Question

What curvature must be given to the bounding surface of a refracting medium (u = 1.5) for the
virtual image of an object in the adjacent medium (u = 1) at 10 cm, to be formed at a distance of
40 cm?
(1) 15 cm
(2) 12 cm
(3) 10 cm
4) 8 cm ​

Answer 1

Answer :-

→ Radius of curvature is 8 cm .

To Find :-

→ Radius of curvature .

Explanation :-

Given that ,

$\star \: \sf{\mu_{1} = 1 \: (for \: adjacent \: medium)} \\ \star \: \sf{ \mu_{2} = 1.5 \: \: , \: v = - 40 \: cm \: ( \because \: virtual \: image)} \\ \star \: \sf{u = - 10 \: cm}$

R is radius of curvature .

We know that ,

$\to \sf{ \frac{- \mu_{1} }{u} + \frac{ \mu_{2} }{v} = \frac{ \mu_{1} - \mu_{2} }{R} }$

substitute the given values ,

$\leadsto \sf{ \frac{ - 1}{ - 10} + \frac{1.5}{ - 40} = \frac{1 - 1.5}{R} } \\ \\ \leadsto \sf{ \frac{1}{10} - \frac{1.5}{40} = \frac{ - 0.5}{R} } \\ \\ \leadsto \sf{ \frac{4 - 1.5}{40} = \frac{ - 0.5}{R} } \\ \\ \leadsto \sf{ \frac{2.5}{40} = \frac{ - 0.5}{R} } \\ \\ \leadsto \sf{ \frac{25}{40} = \frac{ - 5}{R} } \\ \\ \leadsto \sf{ R = - \frac{40 \times 5}{25} } \\ \\ \leadsto \boxed{ \sf{R = - 8 \: cm \: }}$

Negative sign is for direction . distance is not negative .
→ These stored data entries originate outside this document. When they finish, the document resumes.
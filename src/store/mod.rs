//! Shared store seam.
//!
//! The three watchpost processes cooperate only through a key-value store.
//! The store is a plain mapping with `get`, `set`, `exists` and `flush_all`;
//! there is no multi-key atomicity, so every consumer here tolerates seeing
//! one key of a record without the other.

use anyhow::{Context, Result};
use base64::{engine::general_purpose::STANDARD, Engine as _};
use serde::{Deserialize, Serialize};
use std::sync::Arc;

use crate::config::StoreSettings;
use crate::ArmState;

mod memory;
mod redis;

pub use self::memory::InMemoryStore;
pub use self::redis::RedisStore;

/// Armed flag (`"0"` / `"1"`).
pub const KEY_STATUS: &str = "trigger_status";
/// Identity of the sensor that published the latest detection.
pub const KEY_ORIGIN_DEVICE: &str = "trigger_dev";
/// Latest published frame, JSON encoded [`FrameRecord`].
pub const KEY_FRAME: &str = "frame";

/// Narrow key-value interface every store backend implements.
///
/// Implementations must be usable from several threads; per-key ordering is
/// the only guarantee callers rely on.
pub trait SharedStore: Send + Sync {
    fn get(&self, key: &str) -> Result<Option<String>>;

    fn set(&self, key: &str, value: &str) -> Result<()>;

    fn exists(&self, key: &str) -> Result<bool>;

    /// Removes every key.
    fn flush_all(&self) -> Result<()>;
}

/// Opens the configured store and probes it once.
///
/// An unreachable store is not an error here: every consumer already treats
/// store failures as transient and retries on its next cycle.
pub fn connect(settings: &StoreSettings) -> Result<Arc<dyn SharedStore>> {
    let store = RedisStore::open(&settings.url, settings.timeout)?;
    match store.ping() {
        Ok(()) => log::debug!("redis is available at {}", settings.url),
        Err(e) => log::warn!("redis is unavailable at {}: {:#}", settings.url, e),
    }
    Ok(Arc::new(store))
}

/// Timestamped, base64 encoded frame as stored under [`KEY_FRAME`].
#[derive(Clone, Debug, PartialEq, Eq, Serialize, Deserialize)]
pub struct FrameRecord {
    pub timestamp: String,
    #[serde(rename = "frame", alias = "image")]
    pub image: String,
}

impl FrameRecord {
    pub fn encode(timestamp: impl Into<String>, image_bytes: &[u8]) -> Self {
        Self {
            timestamp: timestamp.into(),
            image: STANDARD.encode(image_bytes),
        }
    }

    pub fn decode_image(&self) -> Result<Vec<u8>> {
        STANDARD
            .decode(self.image.as_bytes())
            .context("frame image is not valid base64")
    }
}

/// Typed access to the trigger record keys on top of any [`SharedStore`].
pub trait TriggerRecords {
    fn arm_state(&self) -> Result<ArmState>;

    fn set_arm_state(&self, state: ArmState) -> Result<()>;

    fn origin_device(&self) -> Result<Option<String>>;

    fn latest_frame(&self) -> Result<Option<FrameRecord>>;

    /// Writes the device identity, then the frame, as two separate writes.
    fn publish_trigger(&self, device: &str, frame: &FrameRecord) -> Result<()>;
}

impl<S: SharedStore + ?Sized> TriggerRecords for S {
    fn arm_state(&self) -> Result<ArmState> {
        Ok(self
            .get(KEY_STATUS)?
            .map(|raw| ArmState::from_flag(&raw))
            .unwrap_or_default())
    }

    fn set_arm_state(&self, state: ArmState) -> Result<()> {
        self.set(KEY_STATUS, &state.as_flag().to_string())
    }

    fn origin_device(&self) -> Result<Option<String>> {
        self.get(KEY_ORIGIN_DEVICE)
    }

    fn latest_frame(&self) -> Result<Option<FrameRecord>> {
        let Some(raw) = self.get(KEY_FRAME)? else {
            return Ok(None);
        };
        let record = serde_json::from_str(&raw).context("stored frame is not a frame record")?;
        Ok(Some(record))
    }

    fn publish_trigger(&self, device: &str, frame: &FrameRecord) -> Result<()> {
        self.set(KEY_ORIGIN_DEVICE, device)?;
        let json = serde_json::to_string(frame)?;
        self.set(KEY_FRAME, &json)
    }
}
Radius of curvature is 8 cm.

Answer 2

☯ GiveN :

$\sf{\mu_1 = 1}$ (It is for adjacent medium)

$\sf{\mu_2 = 1.5}$ (It is for refracting medium)
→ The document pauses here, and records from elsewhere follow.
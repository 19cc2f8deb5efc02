use anyhow::{anyhow, Result};
use serde::Deserialize;
use std::path::{Path, PathBuf};
use std::time::Duration;

const DEFAULT_DEVICE_NAME: &str = "front_door";
const DEFAULT_STORE_URL: &str = "redis://127.0.0.1:6379/0";
const DEFAULT_STORE_TIMEOUT_MS: u64 = 2000;
const DEFAULT_CAMERA_SOURCE: &str = "stub://camera";
const DEFAULT_CAMERA_WIDTH: u32 = 400;
const DEFAULT_CAMERA_HEIGHT: u32 = 300;
const DEFAULT_DETECTOR_BACKEND: &str = "stub";
const DEFAULT_CONFIDENCE_THRESHOLD: f32 = 0.5;
const DEFAULT_NMS_THRESHOLD: f32 = 0.4;
const DEFAULT_TARGET_CLASS: &str = "person";
const DEFAULT_FRAME_SKIP: u32 = 6;
const DEFAULT_POLL_INTERVAL_MS: u64 = 100;
const DEFAULT_QUIET_WINDOW_SECS: u64 = 10;
const DEFAULT_COOLDOWN_TICKS: u32 = 9;
const DEFAULT_COOLDOWN_TICK_MS: u64 = 1000;
const DEFAULT_WORKER_CADENCE_MS: u64 = 1000;
const DEFAULT_REJECT_FLASH_MS: u64 = 1000;
const DEFAULT_SOS_FLASH_MS: u64 = 1500;
const DEFAULT_ALARM_MESSAGE: &str = "Es wurde eingebrochen";
const DEFAULT_REMOTE_TIMEOUT_SECS: u64 = 10;
const DEFAULT_FRAMES_DIR: &str = "frames";

#[derive(Debug, Deserialize, Default)]
struct WatchpostConfigFile {
    device_name: Option<String>,
    store: Option<StoreConfigFile>,
    camera: Option<CameraConfigFile>,
    detector: Option<DetectorConfigFile>,
    timing: Option<TimingConfigFile>,
    secrets: Option<SecretsConfigFile>,
    remote: Option<RemoteConfigFile>,
    frames_dir: Option<PathBuf>,
}

#[derive(Debug, Deserialize, Default)]
struct StoreConfigFile {
    url: Option<String>,
    timeout_ms: Option<u64>,
}

#[derive(Debug, Deserialize, Default)]
struct CameraConfigFile {
    source: Option<String>,
    width: Option<u32>,
    height: Option<u32>,
}

#[derive(Debug, Deserialize, Default)]
struct DetectorConfigFile {
    backend: Option<String>,
    endpoint: Option<String>,
    confidence_threshold: Option<f32>,
    nms_threshold: Option<f32>,
    target_class: Option<String>,
    frame_skip: Option<u32>,
}

#[derive(Debug, Deserialize, Default)]
struct TimingConfigFile {
    poll_interval_ms: Option<u64>,
    quiet_window_secs: Option<u64>,
    cooldown_ticks: Option<u32>,
    cooldown_tick_ms: Option<u64>,
    worker_cadence_ms: Option<u64>,
    reject_flash_ms: Option<u64>,
    sos_flash_ms: Option<u64>,
}

#[derive(Debug, Deserialize, Default)]
struct SecretsConfigFile {
    arm_toggle: Option<String>,
    sos: Option<String>,
    resize: Option<String>,
}

#[derive(Debug, Deserialize, Default)]
struct RemoteConfigFile {
    api_url: Option<String>,
    api_key: Option<String>,
    device_type: Option<String>,
    email: Option<String>,
    password: Option<String>,
    alarm_event_id: Option<String>,
    sos_event_id: Option<String>,
    message: Option<String>,
    timeout_secs: Option<u64>,
}

/// Configuration shared by every watchpost process.
///
/// Each binary loads it once and hands the relevant sections to the
/// components it constructs.
#[derive(Debug, Clone)]
pub struct WatchpostConfig {
    pub device_name: String,
    pub store: StoreSettings,
    pub camera: CameraSettings,
    pub detector: DetectorSettings,
    pub timing: TimingSettings,
    pub secrets: SecretSettings,
    pub remote: RemoteSettings,
    pub frames_dir: PathBuf,
}

#[derive(Debug, Clone)]
pub struct StoreSettings {
    pub url: String,
    pub timeout: Duration,
}

#[derive(Debug, Clone)]
pub struct CameraSettings {
    pub source: String,
    pub width: u32,
    pub height: u32,
}

#[derive(Debug, Clone)]
pub struct DetectorSettings {
    pub backend: String,
    pub endpoint: Option<String>,
    pub confidence_threshold: f32,
    pub nms_threshold: f32,
    pub target_class: String,
    /// Process every Nth available frame while armed.
    pub frame_skip: u32,
}

#[derive(Debug, Clone)]
pub struct TimingSettings {
    pub poll_interval: Duration,
    pub quiet_window: Duration,
    pub cooldown_ticks: u32,
    pub cooldown_tick: Duration,
    pub worker_cadence: Duration,
    pub reject_flash: Duration,
    pub sos_flash: Duration,
}

/// Argon2 PHC strings for the three panel secrets.
#[derive(Clone, Default)]
pub struct SecretSettings {
    pub arm_toggle: String,
    pub sos: String,
    pub resize: String,
}

impl std::fmt::Debug for SecretSettings {
    fn fmt(&self, f: &mut std::fmt::Formatter<'_>) -> std::fmt::Result {
        f.debug_struct("SecretSettings")
            .field("arm_toggle", &!self.arm_toggle.is_empty())
            .field("sos", &!self.sos.is_empty())
            .field("resize", &!self.resize.is_empty())
            .finish()
    }
}

#[derive(Clone)]
pub struct RemoteSettings {
    pub api_url: String,
    pub api_key: String,
    pub device_type: String,
    pub email: String,
    pub password: String,
    pub alarm_event_id: String,
    pub sos_event_id: String,
    pub message: String,
    pub timeout: Duration,
}

impl Default for RemoteSettings {
    fn default() -> Self {
        Self {
            api_url: String::new(),
            api_key: String::new(),
            device_type: String::new(),
            email: String::new(),
            password: String::new(),
            alarm_event_id: String::new(),
            sos_event_id: String::new(),
            message: DEFAULT_ALARM_MESSAGE.to_string(),
            timeout: Duration::from_secs(DEFAULT_REMOTE_TIMEOUT_SECS),
        }
    }
}

impl std::fmt::Debug for RemoteSettings {
    fn fmt(&self, f: &mut std::fmt::Formatter<'_>) -> std::fmt::Result {
        f.debug_struct("RemoteSettings")
            .field("api_url", &self.api_url)
            .field("device_type", &self.device_type)
            .field("email", &self.email)
            .field("alarm_event_id", &self.alarm_event_id)
            .field("sos_event_id", &self.sos_event_id)
            .field("timeout", &self.timeout)
            .finish_non_exhaustive()
    }
}

impl Default for WatchpostConfig {
    fn default() -> Self {
        // Defaults always validate.
        Self::from_file(WatchpostConfigFile::default())
    }
}

impl WatchpostConfig {
    pub fn load() -> Result<Self> {
        let config_path = std::env::var("WATCHPOST_CONFIG").ok();
        let file_cfg = match config_path.as_deref() {
            Some(path) if !path.trim().is_empty() => Some(read_config_file(Path::new(path))?),
            _ => None,
        };
        let mut cfg = Self::from_file(file_cfg.unwrap_or_default());
        cfg.apply_env()?;
        cfg.validate()?;
        Ok(cfg)
    }

    fn from_file(file: WatchpostConfigFile) -> Self {
        let device_name = file
            .device_name
            .unwrap_or_else(|| DEFAULT_DEVICE_NAME.to_string());
        let store = file.store.unwrap_or_default();
        let store = StoreSettings {
            url: store.url.unwrap_or_else(|| DEFAULT_STORE_URL.to_string()),
            timeout: Duration::from_millis(store.timeout_ms.unwrap_or(DEFAULT_STORE_TIMEOUT_MS)),
        };
        let camera = file.camera.unwrap_or_default();
        let camera = CameraSettings {
            source: camera
                .source
                .unwrap_or_else(|| DEFAULT_CAMERA_SOURCE.to_string()),
            width: camera.width.unwrap_or(DEFAULT_CAMERA_WIDTH),
            height: camera.height.unwrap_or(DEFAULT_CAMERA_HEIGHT),
        };
        let detector = file.detector.unwrap_or_default();
        let detector = DetectorSettings {
            backend: detector
                .backend
                .unwrap_or_else(|| DEFAULT_DETECTOR_BACKEND.to_string()),
            endpoint: detector.endpoint,
            confidence_threshold: detector
                .confidence_threshold
                .unwrap_or(DEFAULT_CONFIDENCE_THRESHOLD),
            nms_threshold: detector.nms_threshold.unwrap_or(DEFAULT_NMS_THRESHOLD),
            target_class: detector
                .target_class
                .unwrap_or_else(|| DEFAULT_TARGET_CLASS.to_string()),
            frame_skip: detector.frame_skip.unwrap_or(DEFAULT_FRAME_SKIP),
        };
        let timing = file.timing.unwrap_or_default();
        let timing = TimingSettings {
            poll_interval: Duration::from_millis(
                timing.poll_interval_ms.unwrap_or(DEFAULT_POLL_INTERVAL_MS),
            ),
            quiet_window: Duration::from_secs(
                timing.quiet_window_secs.unwrap_or(DEFAULT_QUIET_WINDOW_SECS),
            ),
            cooldown_ticks: timing.cooldown_ticks.unwrap_or(DEFAULT_COOLDOWN_TICKS),
            cooldown_tick: Duration::from_millis(
                timing.cooldown_tick_ms.unwrap_or(DEFAULT_COOLDOWN_TICK_MS),
            ),
            worker_cadence: Duration::from_millis(
                timing.worker_cadence_ms.unwrap_or(DEFAULT_WORKER_CADENCE_MS),
            ),
            reject_flash: Duration::from_millis(
                timing.reject_flash_ms.unwrap_or(DEFAULT_REJECT_FLASH_MS),
            ),
            sos_flash: Duration::from_millis(timing.sos_flash_ms.unwrap_or(DEFAULT_SOS_FLASH_MS)),
        };
        let secrets = file.secrets.unwrap_or_default();
        let secrets = SecretSettings {
            arm_toggle: secrets.arm_toggle.unwrap_or_default(),
            sos: secrets.sos.unwrap_or_default(),
            resize: secrets.resize.unwrap_or_default(),
        };
        let remote = file.remote.unwrap_or_default();
        let defaults = RemoteSettings::default();
        let remote = RemoteSettings {
            api_url: remote.api_url.unwrap_or(defaults.api_url),
            api_key: remote.api_key.unwrap_or(defaults.api_key),
            device_type: remote.device_type.unwrap_or(defaults.device_type),
            email: remote.email.unwrap_or(defaults.email),
            password: remote.password.unwrap_or(defaults.password),
            alarm_event_id: remote.alarm_event_id.unwrap_or(defaults.alarm_event_id),
            sos_event_id: remote.sos_event_id.unwrap_or(defaults.sos_event_id),
            message: remote.message.unwrap_or(defaults.message),
            timeout: remote
                .timeout_secs
                .map(Duration::from_secs)
                .unwrap_or(defaults.timeout),
        };
        let frames_dir = file
            .frames_dir
            .unwrap_or_else(|| PathBuf::from(DEFAULT_FRAMES_DIR));
        Self {
            device_name,
            store,
            camera,
            detector,
            timing,
            secrets,
            remote,
            frames_dir,
        }
    }

    fn apply_env(&mut self) -> Result<()> {
        if let Some(name) = non_empty_env("WATCHPOST_DEVICE_NAME") {
            self.device_name = name;
        }
        if let Some(url) = non_empty_env("WATCHPOST_STORE_URL") {
            self.store.url = url;
        }
        if let Some(source) = non_empty_env("WATCHPOST_CAMERA_SOURCE") {
            self.camera.source = source;
        }
        if let Some(url) = non_empty_env("WATCHPOST_API_URL") {
            self.remote.api_url = url;
        }
        if let Some(password) = non_empty_env("WATCHPOST_API_PASSWORD") {
            self.remote.password = password;
        }
        if let Some(dir) = non_empty_env("WATCHPOST_FRAMES_DIR") {
            self.frames_dir = PathBuf::from(dir);
        }
        if let Some(window) = non_empty_env("WATCHPOST_QUIET_WINDOW_SECS") {
            let seconds: u64 = window.trim().parse().map_err(|_| {
                anyhow!("WATCHPOST_QUIET_WINDOW_SECS must be an integer number of seconds")
            })?;
            self.timing.quiet_window = Duration::from_secs(seconds);
        }
        Ok(())
    }

    fn validate(&mut self) -> Result<()> {
        if self.device_name.trim().is_empty() {
            return Err(anyhow!("device_name must not be empty"));
        }
        check_unit_interval("detector.confidence_threshold", self.detector.confidence_threshold)?;
        check_unit_interval("detector.nms_threshold", self.detector.nms_threshold)?;
        if self.detector.frame_skip == 0 {
            return Err(anyhow!("detector.frame_skip must be at least 1"));
        }
        if self.timing.cooldown_ticks == 0 {
            return Err(anyhow!("timing.cooldown_ticks must be at least 1"));
        }
        for (name, value) in [
            ("timing.poll_interval_ms", self.timing.poll_interval),
            ("timing.cooldown_tick_ms", self.timing.cooldown_tick),
            ("timing.worker_cadence_ms", self.timing.worker_cadence),
        ] {
            if value.is_zero() {
                return Err(anyhow!("{} must be greater than zero", name));
            }
        }
        let api_url = self.remote.api_url.trim();
        if !api_url.is_empty() && !api_url.ends_with('/') {
            self.remote.api_url = format!("{}/", api_url);
        }
        Ok(())
    }
}

fn read_config_file(path: &Path) -> Result<WatchpostConfigFile> {
    let raw = std::fs::read_to_string(path)
        .map_err(|e| anyhow!("failed to read config file {}: {}", path.display(), e))?;
    let is_toml = path
        .extension()
        .and_then(|ext| ext.to_str())
        .is_some_and(|ext| ext.eq_ignore_ascii_case("toml"));
    let cfg = if is_toml {
        toml::from_str(&raw).map_err(|e| anyhow!("invalid config file {}: {}", path.display(), e))?
    } else {
        serde_json::from_str(&raw)
            .map_err(|e| anyhow!("invalid config file {}: {}", path.display(), e))?
    };
    Ok(cfg)
}

fn non_empty_env(key: &str) -> Option<String> {
    std::env::var(key).ok().filter(|value| !value.trim().is_empty())
}

fn check_unit_interval(name: &str, value: f32) -> Result<()> {
    if !(0.0..=1.0).contains(&value) {
        return Err(anyhow!("{} must be within 0..=1 (got {})", name, value));
    }
    Ok(())
}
v = -40 cm (Because image is virtual)

u = -10 cm

$\rule{200}{1}$

☯ To FinD :

We have to find the radius of curvature (r).

$\rule{200}{1}$

☯ SolutioN :

We know that,

$\Large{\implies{\boxed{\boxed{\sf{ \dfrac{-\mu_1}{u} + \dfrac{\mu_2}{v} = \dfrac{ \mu_1 - \mu_2}{r} }}}}}$

★ Putting Values ★

$\sf{\dashrightarrow \frac{\cancel{-}1}{\cancel{-}10} + \frac{1.5}{-40} = \frac{1 - 1.5}{r}} \\ \\ \sf{\dashrightarrow \frac{1}{10} - \frac{1.5}{40} = \frac{-0.5}{r}} \\ \\ \sf{\dashrightarrow \frac{4 - 1.5}{40} = \frac{-0.5}{r}} \\ \\ \sf{\dashrightarrow \frac{2.5}{40 \times (-0.5)} = \frac{1}{r}} \\ \\ \sf{\dashrightarrow \frac{1}{r} = \frac{2.5}{-20}} \\ \\ \sf{\dashrightarrow r = \frac{-20}{2.5}} \\ \\ \sf{\dashrightarrow r = -8} \\ \\ \Large{\implies{\boxed{\boxed{\sf{r = -8 \: cm}}}}}$